Jean Van Bibber, a member of the Selkirk First Nation in Pelly Crossing, says her community is using the local school as a venue to start planting seeds.

"We have two greenhouses and a big garden patch and a small patch that needs working on. We're going to do raised beds there. We had no place to do seedlings, so the school volunteered their big foyer with big windows. So we're growing the seeds at the school," she says. "All the kids are helping."

Megan Williams raises chickens in Old Crow and is involved in the community garden. She says growing in the North is a constant experiment.

"We're surprised at how well things grow, how hearty the plants are, what kind of temperatures they can withstand," she says. There's people that are producing some pretty amazing gardens up there."

Maintaining community garden programs can be difficult. At least one community is trying to revive a project that has fizzled in years past.

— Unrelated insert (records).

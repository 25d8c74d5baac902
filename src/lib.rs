//! TradingView WebSocket client library.
//!
//! Provides the wire codec, typed protocol messages and async readers for
//! quote snapshots, streaming quotes and OHLCV bar history with attached
//! studies, plus a [`TradingView`] client that fans multi-symbol requests
//! out over a bounded pool of connections.

pub mod auth;
pub mod client;
pub mod codec;
pub mod config;
pub mod credentials;
pub mod error;
pub mod models;
pub mod session;
pub mod table;
pub mod timezone;
pub mod websocket;

pub use client::{OhlcvRequest, RetryPolicy, TradingView};
pub use error::{Result, TvError};
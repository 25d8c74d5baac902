//! Quote session reader.
//!
//! A quote session is created, optionally restricted to a field list, and
//! then fed one `quote_add_symbols` per symbol. The remote answers with
//! partial `qsd` updates that are deep-merged per symbol, followed by a
//! `quote_completed` marker once the initial snapshot of a symbol is sent.

use std::collections::BTreeMap;
use std::convert::Infallible;
use std::time::Duration;

use tokio::time::Instant;
use tracing::{debug, info, trace};

use super::{Connection, ReadState, SessionAuth, Transport};
use crate::Result;
use crate::error::TvError;
use crate::models::quote::{QuoteSnapshot, QuoteUpdate};
use crate::models::{Command, QuoteData, ServerMessage};
use crate::session::{SessionId, SessionRegistry, SessionRole};

/// Time allowed per requested symbol before a snapshot request fails.
pub const QUOTE_TIMEOUT_PER_SYMBOL: Duration = Duration::from_secs(3);

/// Final snapshots keyed by symbol.
pub type Quotes = BTreeMap<String, QuoteSnapshot>;

/// Fetches one snapshot per symbol.
///
/// Waits until every symbol has reported `quote_completed`, for at most
/// [`QUOTE_TIMEOUT_PER_SYMBOL`] times the number of symbols, measured from
/// the start of the call. An empty `fields` list requests every field.
///
/// # Errors
///
/// - [`TvError::Validation`] if `symbols` is empty
/// - [`TvError::Timeout`] if a symbol never completes
/// - [`TvError::Protocol`] if the remote reports an error
/// - [`TvError::ConnectionClosed`] / [`TvError::WebSocket`] on transport loss
pub async fn fetch_quotes<T: Transport>(
    conn: &mut Connection<T>,
    auth: &SessionAuth,
    symbols: &[String],
    fields: &[String],
) -> Result<Quotes> {
    if symbols.is_empty() {
        return Err(TvError::Validation("no symbols requested".into()));
    }

    let limit = QUOTE_TIMEOUT_PER_SYMBOL * symbols.len() as u32;
    let deadline = Instant::now() + limit;

    let session = open_session(conn, auth, SessionRole::Create, symbols, fields).await?;
    for symbol in symbols {
        conn.sessions_mut().register_series(&session, symbol.as_str());
    }

    let mut quotes: Quotes = symbols
        .iter()
        .map(|symbol| (symbol.clone(), QuoteSnapshot::new()))
        .collect();

    let state = conn
        .drain(Some(deadline), |registry, message| {
            apply(registry, &session, message, |data| {
                if let Some(snapshot) = quotes.get_mut(&data.symbol) {
                    snapshot.merge(data.values);
                } else {
                    trace!(symbol = %data.symbol, "Ignoring unrequested symbol");
                }
            })
        })
        .await;

    let pending = conn.sessions().pending(&session);
    conn.sessions_mut().close(&session);

    match state {
        ReadState::Completed => {
            conn.send(&Command::QuoteDeleteSession { session }).await?;
            info!(symbols = quotes.len(), "Quote snapshot complete");
            Ok(quotes)
        }
        ReadState::TimedOut => Err(TvError::Timeout {
            what: format!("quote session {session} (pending: {})", pending.join(", ")),
            limit,
        }),
        ReadState::Failed(e) => Err(e),
        ReadState::AwaitingData => Err(TvError::ConnectionClosed),
    }
}

/// Subscribes to `symbols` and forwards every merged update to `on_update`.
///
/// Runs until the connection fails; the returned error is the reason.
/// Reconnecting is the caller's decision.
///
/// # Errors
///
/// Always returns the error that ended the stream.
pub async fn stream_quotes<T, F>(
    conn: &mut Connection<T>,
    auth: &SessionAuth,
    symbols: &[String],
    fields: &[String],
    mut on_update: F,
) -> Result<Infallible>
where
    T: Transport,
    F: FnMut(&QuoteUpdate),
{
    if symbols.is_empty() {
        return Err(TvError::Validation("no symbols requested".into()));
    }

    let session = open_session(conn, auth, SessionRole::Subscribe, symbols, fields).await?;
    info!(%session, symbols = symbols.len(), "Streaming quotes");

    let mut snapshots: BTreeMap<String, QuoteSnapshot> = BTreeMap::new();

    let state = conn
        .drain(None, |registry, message| {
            apply(registry, &session, message, |data| {
                let snapshot = snapshots.entry(data.symbol.clone()).or_default();
                snapshot.merge(data.values.clone());
                on_update(&QuoteUpdate {
                    symbol: data.symbol,
                    changed: data.values,
                    snapshot: snapshot.clone(),
                });
            })
        })
        .await;

    conn.sessions_mut().close(&session);

    match state {
        ReadState::Failed(e) => Err(e),
        _ => Err(TvError::ConnectionClosed),
    }
}

async fn open_session<T: Transport>(
    conn: &mut Connection<T>,
    auth: &SessionAuth,
    role: SessionRole,
    symbols: &[String],
    fields: &[String],
) -> Result<SessionId> {
    conn.authenticate(auth).await?;

    let session = conn.sessions_mut().open(role);
    conn.send(&Command::QuoteCreateSession {
        session: session.clone(),
    })
    .await?;

    if !fields.is_empty() {
        conn.send(&Command::QuoteSetFields {
            session: session.clone(),
            fields: fields.to_vec(),
        })
        .await?;
    }

    for symbol in symbols {
        conn.send(&Command::QuoteAddSymbols {
            session: session.clone(),
            symbol: symbol.clone(),
        })
        .await?;
    }

    debug!(%session, symbols = symbols.len(), "Quote session opened");
    Ok(session)
}

/// Handles one message addressed to a quote session. Usable `qsd` data is
/// passed to `on_data`; completion markers are recorded in `registry`.
fn apply(
    registry: &mut SessionRegistry,
    session: &SessionId,
    message: ServerMessage,
    on_data: impl FnOnce(QuoteData),
) -> ReadState {
    if message.session() != Some(session.as_str()) {
        trace!(?message, "Message for another session");
        return ReadState::AwaitingData;
    }

    match message {
        ServerMessage::QuoteData(data) if data.is_ok() => on_data(data),
        ServerMessage::QuoteData(data) => {
            debug!(symbol = %data.symbol, status = %data.status, "Skipping quote data");
        }
        ServerMessage::QuoteCompleted { symbol, .. } => {
            if registry.mark_completed(session.as_str(), &symbol) && registry.is_complete(session)
            {
                return ReadState::Completed;
            }
        }
        other => trace!(?other, "Unhandled quote session message"),
    }

    ReadState::AwaitingData
}
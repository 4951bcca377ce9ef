//! Integration tests for the model registry.

use std::sync::atomic::{AtomicUsize, Ordering};
use std::sync::{Arc, Barrier};
use std::thread;

use modelbind::{
    BindingError, ConstructorShape, MemberShape, Model, ModelDescriptor, ModelRegistry,
    ModelShape, ModelType, ParamShape, Scope, TypeKey, TypeRef, ValueDescriptor, Visibility,
    constructor,
};

#[derive(Model)]
#[model(constructors(new, with_source))]
pub struct CopyFiles {
    pub source: String,
    pub destination: String,
    #[model(readonly)]
    pub bytes_copied: u64,
    pub(crate) attempts: u32,
    checksum: Option<u64>,
}

impl CopyFiles {
    #[constructor]
    pub fn new() -> Self {
        Self::with_source(String::new(), String::new())
    }

    #[constructor]
    pub fn with_source(source: String, destination: String) -> Self {
        Self {
            source,
            destination,
            bytes_copied: 0,
            attempts: 0,
            checksum: None,
        }
    }
}

#[derive(Model)]
pub struct Status {
    #[model(readonly)]
    pub uptime: u64,
    running: bool,
}

#[derive(Model)]
#[model(constructors(new))]
pub struct Move {
    pub from: String,
    pub to: String,
}

impl Move {
    #[constructor]
    pub fn new(from: String, to: String) -> Self {
        Self { from, to }
    }
}

#[test]
fn identity_caching() {
    let registry = ModelRegistry::new();
    let a = registry.get_or_create(ModelType::of::<CopyFiles>()).unwrap();
    let b = registry.get_or_create(ModelType::of::<CopyFiles>()).unwrap();
    assert!(Arc::ptr_eq(&a, &b));
}

#[test]
fn global_registry_caches_by_identity() {
    let a = ModelDescriptor::from_type::<Move>();
    let b = ModelDescriptor::from_model_type(ModelType::of::<Move>()).unwrap();
    assert!(Arc::ptr_eq(&a, &b));
    assert!(Arc::ptr_eq(&a, &ModelRegistry::global().from_type::<Move>()));
}

#[test]
fn cross_type_isolation() {
    let registry = ModelRegistry::new();
    let copy = registry.from_type::<CopyFiles>();
    let mv = registry.from_type::<Move>();
    assert!(!Arc::ptr_eq(&copy, &mv));

    for prop in copy.property_descriptors() {
        assert!(prop.declaring_type().is::<CopyFiles>());
    }
    for prop in mv.property_descriptors() {
        assert!(prop.declaring_type().is::<Move>());
    }
    assert_eq!(copy.constructor_descriptors().len(), 2);
    assert_eq!(mv.constructor_descriptors().len(), 1);
}

#[test]
fn member_filtering() {
    let descriptor = ModelRegistry::new().from_type::<CopyFiles>();
    let names: Vec<_> = descriptor
        .property_descriptors()
        .iter()
        .map(|p| p.name())
        .collect();
    assert_eq!(names, ["source", "destination"]);

    let types: Vec<TypeRef> = descriptor.value_descriptors().map(|v| v.value_type()).collect();
    assert!(types.iter().all(|t| t.is::<String>()));
}

#[test]
fn constructor_enumeration() {
    let descriptor = ModelRegistry::new().from_type::<CopyFiles>();
    let ctors = descriptor.constructor_descriptors();
    assert_eq!(ctors.len(), 2);
    assert_eq!(ctors[0].arity(), 0);
    assert_eq!(ctors[1].arity(), 2);

    let params: Vec<_> = ctors[1]
        .value_descriptors()
        .map(|v| v.value_name().to_string())
        .collect();
    assert_eq!(params, ["source", "destination"]);
}

#[test]
fn no_member_case() {
    let descriptor = ModelRegistry::new().from_type::<Status>();
    assert!(descriptor.property_descriptors().is_empty());
    assert!(descriptor.constructor_descriptors().is_empty());
    assert!(descriptor.model_type().is::<Status>());
}

#[test]
fn empty_type_failure_leaves_cache_unchanged() {
    let registry = ModelRegistry::new();
    registry.from_type::<Move>();
    let before = registry.stats();

    let err = registry.get_or_create(ModelType::EMPTY).unwrap_err();
    assert_eq!(
        err,
        BindingError::InvalidArgument {
            argument: "model_type",
            reason: "type identity is empty",
        }
    );
    assert_eq!(registry.len(), 1);
    assert_eq!(registry.stats(), before);
    assert!(!registry.contains(TypeKey::EMPTY));

    let copy = registry.get_or_create(ModelType::of::<CopyFiles>()).unwrap();
    assert_eq!(copy.property_descriptors().len(), 2);
    assert_eq!(registry.len(), 2);
}

#[test]
fn global_rejects_empty_type() {
    assert!(ModelDescriptor::from_model_type(ModelType::EMPTY).is_err());
    assert!(ModelRegistry::global().get(TypeKey::EMPTY).is_none());
}

// ============================================================================
// Explicit registration
// ============================================================================

struct ForeignConfig;

fn foreign_config_shape() -> ModelShape {
    ModelShape::new()
        .with_member(MemberShape::new::<ForeignConfig, String>("path"))
        .with_member(MemberShape::new::<ForeignConfig, u32>("VERSION").with_scope(Scope::Static))
        .with_member(
            MemberShape::new::<ForeignConfig, bool>("loaded").with_visibility(Visibility::Restricted),
        )
        .with_constructor(
            ConstructorShape::new("open").with_param(ParamShape::new::<String>("path")),
        )
        .with_constructor(ConstructorShape::new("global").with_scope(Scope::Static))
}

#[test]
fn explicit_registration() {
    let registry = ModelRegistry::new();
    let model_type = ModelType::new(TypeRef::of::<ForeignConfig>(), foreign_config_shape);

    let descriptor = registry.get_or_create(model_type).unwrap();
    assert_eq!(descriptor.property_descriptors().len(), 1);
    assert_eq!(descriptor.property_descriptors()[0].name(), "path");
    assert_eq!(descriptor.constructor_descriptors().len(), 1);
    assert_eq!(descriptor.constructor_descriptors()[0].name(), "open");

    assert!(registry.contains(TypeKey::of::<ForeignConfig>()));
}

fn move_override_shape() -> ModelShape {
    ModelShape::new().with_member(MemberShape::new::<Move, String>("destination"))
}

#[test]
fn explicit_and_derived_identities_share_an_entry() {
    let registry = ModelRegistry::new();
    let override_type = ModelType::new(TypeRef::of::<Move>(), move_override_shape);
    assert_eq!(override_type, ModelType::of::<Move>());

    let first = registry.get_or_create(override_type).unwrap();
    let derived = registry.from_type::<Move>();
    assert!(Arc::ptr_eq(&first, &derived));
    assert_eq!(derived.property_descriptors()[0].name(), "destination");

    let registry = ModelRegistry::new();
    let derived = registry.from_type::<Move>();
    let second = registry.get_or_create(override_type).unwrap();
    assert!(Arc::ptr_eq(&derived, &second));
    assert_eq!(second.property_descriptors().len(), 2);
    assert_eq!(registry.len(), 1);
}

// ============================================================================
// Concurrency
// ============================================================================

static SLOW_SHAPE_CALLS: AtomicUsize = AtomicUsize::new(0);

struct Slow;

impl Model for Slow {
    fn model_shape() -> ModelShape {
        SLOW_SHAPE_CALLS.fetch_add(1, Ordering::SeqCst);
        thread::yield_now();
        ModelShape::new()
            .with_member(MemberShape::new::<Slow, String>("input"))
            .with_constructor(ConstructorShape::new("new"))
    }
}

#[test]
fn concurrent_convergence() {
    const THREADS: usize = 16;

    let registry = ModelRegistry::new();
    let barrier = Barrier::new(THREADS);

    let results: Vec<Arc<ModelDescriptor>> = thread::scope(|scope| {
        let handles: Vec<_> = (0..THREADS)
            .map(|_| {
                scope.spawn(|| {
                    barrier.wait();
                    registry.get_or_create(ModelType::of::<Slow>()).unwrap()
                })
            })
            .collect();
        handles.into_iter().map(|h| h.join().unwrap()).collect()
    });

    assert_eq!(results.len(), THREADS);
    let first = &results[0];
    assert!(results.iter().all(|d| Arc::ptr_eq(first, d)));
    assert_eq!(registry.len(), 1);

    let stats = registry.stats();
    assert_eq!(stats.hits + stats.misses, THREADS as u64);
    assert!(stats.misses >= 1);
    assert_eq!(stats.misses - stats.discarded, 1);
    assert_eq!(SLOW_SHAPE_CALLS.load(Ordering::SeqCst) as u64, stats.misses);

    let later = registry.get_or_create(ModelType::of::<Slow>()).unwrap();
    assert!(Arc::ptr_eq(first, &later));
}

#[test]
fn concurrent_distinct_types() {
    let registry = ModelRegistry::new();

    thread::scope(|scope| {
        for _ in 0..8 {
            scope.spawn(|| {
                let copy = registry.from_type::<CopyFiles>();
                let mv = registry.from_type::<Move>();
                let status = registry.from_type::<Status>();
                assert!(copy.model_type().is::<CopyFiles>());
                assert!(mv.model_type().is::<Move>());
                assert!(status.model_type().is::<Status>());
            });
        }
    });

    assert_eq!(registry.len(), 3);
}
//! Attribute parsing utilities for modelbind macros.

use syn::{Attribute, Ident, LitStr};

/// Parsed `#[model(...)]` attributes on a type.
#[derive(Debug, Default)]
pub struct TypeAttrs {
    /// Constructor functions, in declaration order
    pub constructors: Vec<Ident>,
}

/// Parsed `#[model(...)]` attributes on a field.
#[derive(Debug, Default)]
pub struct FieldAttrs {
    /// Field cannot be assigned by a binder
    pub readonly: bool,
    /// Leave the field out of the shape entirely
    pub skip: bool,
    /// Override member name
    pub name: Option<String>,
    /// Default value text
    pub default: Option<String>,
}

impl TypeAttrs {
    /// Parse attributes from a list of `#[model(...)]` attributes.
    pub fn from_attrs(attrs: &[Attribute]) -> syn::Result<Self> {
        let mut result = Self::default();

        for attr in attrs {
            if !attr.path().is_ident("model") {
                continue;
            }

            attr.parse_nested_meta(|meta| {
                if meta.path.is_ident("constructors") {
                    meta.parse_nested_meta(|ctor| {
                        let ident = ctor
                            .path
                            .get_ident()
                            .ok_or_else(|| ctor.error("expected a constructor function name"))?;
                        if result.constructors.contains(ident) {
                            return Err(ctor.error(format!("duplicate constructor: {}", ident)));
                        }
                        result.constructors.push(ident.clone());
                        Ok(())
                    })
                } else {
                    Err(meta.error(format!(
                        "unknown model attribute: {}",
                        path_name(&meta.path)
                    )))
                }
            })?;
        }

        Ok(result)
    }
}

impl FieldAttrs {
    /// Parse attributes from a list of `#[model(...)]` attributes.
    pub fn from_attrs(attrs: &[Attribute]) -> syn::Result<Self> {
        let mut result = Self::default();

        for attr in attrs {
            if !attr.path().is_ident("model") {
                continue;
            }

            attr.parse_nested_meta(|meta| {
                if meta.path.is_ident("readonly") {
                    result.readonly = true;
                } else if meta.path.is_ident("skip") {
                    result.skip = true;
                } else if meta.path.is_ident("name") {
                    let value: LitStr = meta.value()?.parse()?;
                    result.name = Some(value.value());
                } else if meta.path.is_ident("default") {
                    let value: LitStr = meta.value()?.parse()?;
                    result.default = Some(value.value());
                } else {
                    return Err(meta.error(format!(
                        "unknown model field attribute: {}",
                        path_name(&meta.path)
                    )));
                }
                Ok(())
            })?;
        }

        Ok(result)
    }
}

/// Extract the default value from a `#[default("...")]` parameter attribute.
pub fn param_default(attrs: &[Attribute]) -> syn::Result<Option<String>> {
    for attr in attrs {
        if attr.path().is_ident("default") {
            let lit: LitStr = attr.parse_args()?;
            return Ok(Some(lit.value()));
        }
    }
    Ok(None)
}

fn path_name(path: &syn::Path) -> String {
    path.get_ident().map(|i| i.to_string()).unwrap_or_default()
}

Fiona Seki Wedge, garden project coordinator with the Carcross Tagish First Nation, says her community is revitalizing an old project.

"About 10 years ago it was started," says Wedge. "It was two greenhouses, a couple of outdoor garden plots, but they all had to be revisited and brought back to life."

Economic development

Conference attendees were also trading ideas on how agriculture can boost economic development.

Meta Williams from the Haines Junction Economic Development Society says her community is looking at growing vegetables to support good causes such as elders' and babies' programs through concessions and fundraising.

Bringing Growers and Gardeners Together in running simultaneously with a conference in Whitehorse that is looking at greenhouse technologies and ways to increase gardening yields in the North.